Auch die Extrablatt-Filiale am Essener Baldeneysee ist vorübergehend geschlossen.
Auch die Extrablatt-Filiale am Essener Baldeneysee ist vorübergehend geschlossen. © Dominika Sagan

Eine weitere Erklärung gibt es auf der Website nicht, dort wird lediglich versprochen: „Wir halten euch auf dem Laufenden!“ Im Impressum ist indes nicht mehr der bisherige Geschäftsführer Ayhan Gencaslan aufgeführt, sondern Franz-Samuel Wefers. Wefers ist Co-Geschäftsführer der gesamten Extrablatt-Kette, die im Franchise-Modell betrieben wird.

In der Zentrale in Emsdetten will sich eine Sprecherin gegenüber der Redaktion zunächst nicht weiter äußern und verweist auf Veröffentlichungen beider Extrablatt-Niederlassungen auf Instagram. Dort steht unter dem Schlagwort „Pause“ ein gleichlautender Text zu lesen: Beide Extrablatt-Cafes blieben „aufgrund von Modernisierungsarbeiten“ geschlossen – voraussichtlich bis zum 9. Juli.

Die Zentrale spricht von baulichen Mängeln

Am Nachmittag verschickt die Zentrale dann doch eine ausführlichere Mitteilung. Man bedauere mitteilen zu müssen, dass die beiden Filialen wegen eines Wechsels in der Geschäftsführung und baulicher Mängel vorübergehend geschlossen blieben.

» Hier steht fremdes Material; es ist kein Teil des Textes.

#![allow(unexpected_cfgs)] // Silence cfg warnings from objc macros

//! Floating cookie and app-data manager injected into a host app.
//!
//! Everything outside `platform` is pure Rust with no FFI so it runs as
//! normal unit and integration tests on any OS. The iOS glue (UIKit host,
//! run-loop timers, NSHTTPCookieStorage, C entry points) lives in
//! `platform::ios`.

pub mod attach;
pub mod capabilities;
pub mod deletion;
pub mod events;
pub mod host;
pub mod logging;
pub mod manager;
pub mod model;
pub mod overlay;
pub mod platform;
pub mod storage;

pub use attach::{AttachStatus, AttachmentEngine, RetryPolicy, RetryToken};
pub use deletion::DeletionService;
pub use events::{EventBus, EventPublisher, OverlayEvent};
pub use host::{HostError, HostUi, RetryScheduler, WindowCandidate};
pub use manager::{CookieManager, StartMode};
pub use model::{CookieRecord, DeletionResult, OverlayConfig};
pub use overlay::{OverlayController, OverlayError, OverlayVisualState, ShowStatus};
pub use storage::{StorageAccessor, StorageError};

/// Clamp a value to [lo, hi]
pub fn clamp(v: f64, lo: f64, hi: f64) -> f64 {
    if v < lo {
        lo
    } else if v > hi {
        hi
    } else {
        v
    }
}

/// Parse `#RRGGBB` or `#RRGGBBAA` into normalised floats [0..1].
pub fn parse_hex_color(s: &str) -> Option<(f64, f64, f64, f64)> {
    let t = s.trim();
    let t = t.strip_prefix('#').unwrap_or(t);
    let hex = t.chars().filter(|c| !c.is_whitespace()).collect::<String>();
    if !hex.is_ascii() {
        return None;
    }
    let channel = |i: usize| u8::from_str_radix(&hex[i..i + 2], 16).ok();
    let (r, g, b, a) = match hex.len() {
        6 => (channel(0)?, channel(2)?, channel(4)?, 255u8),
        8 => (channel(0)?, channel(2)?, channel(4)?, channel(6)?),
        _ => return None,
    };
    Some((
        r as f64 / 255.0,
        g as f64 / 255.0,
        b as f64 / 255.0,
        a as f64 / 255.0,
    ))
}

Wörtlich heißt es: „Die Entscheidung, die Standorte vorübergehend zu schließen, wurde getroffen, um eine umfassende Modernisierung durchzuführen und sicherzustellen, dass alle baulichen Mängelbehoben werden. Die Sicherheit und das Wohlbefinden unserer Gäste stehen für uns an erster Stelle, und wir möchten sicherstellen, dass sie in einer einwandfreien Umgebung bewirtet werden.“

Um welcher Art Mängel es sich handelt, lässt die Geschäftsleitung von Extrablatt in ihrer Mitteilung offen. Geschlossen sei auch die Filiale in Gelsenkirchen. Die Begründung ist die gleiche. Drei Filialen, drei Mal bauliche Mängel? Am 10. Juli sollen die Cafés wieder öffnen.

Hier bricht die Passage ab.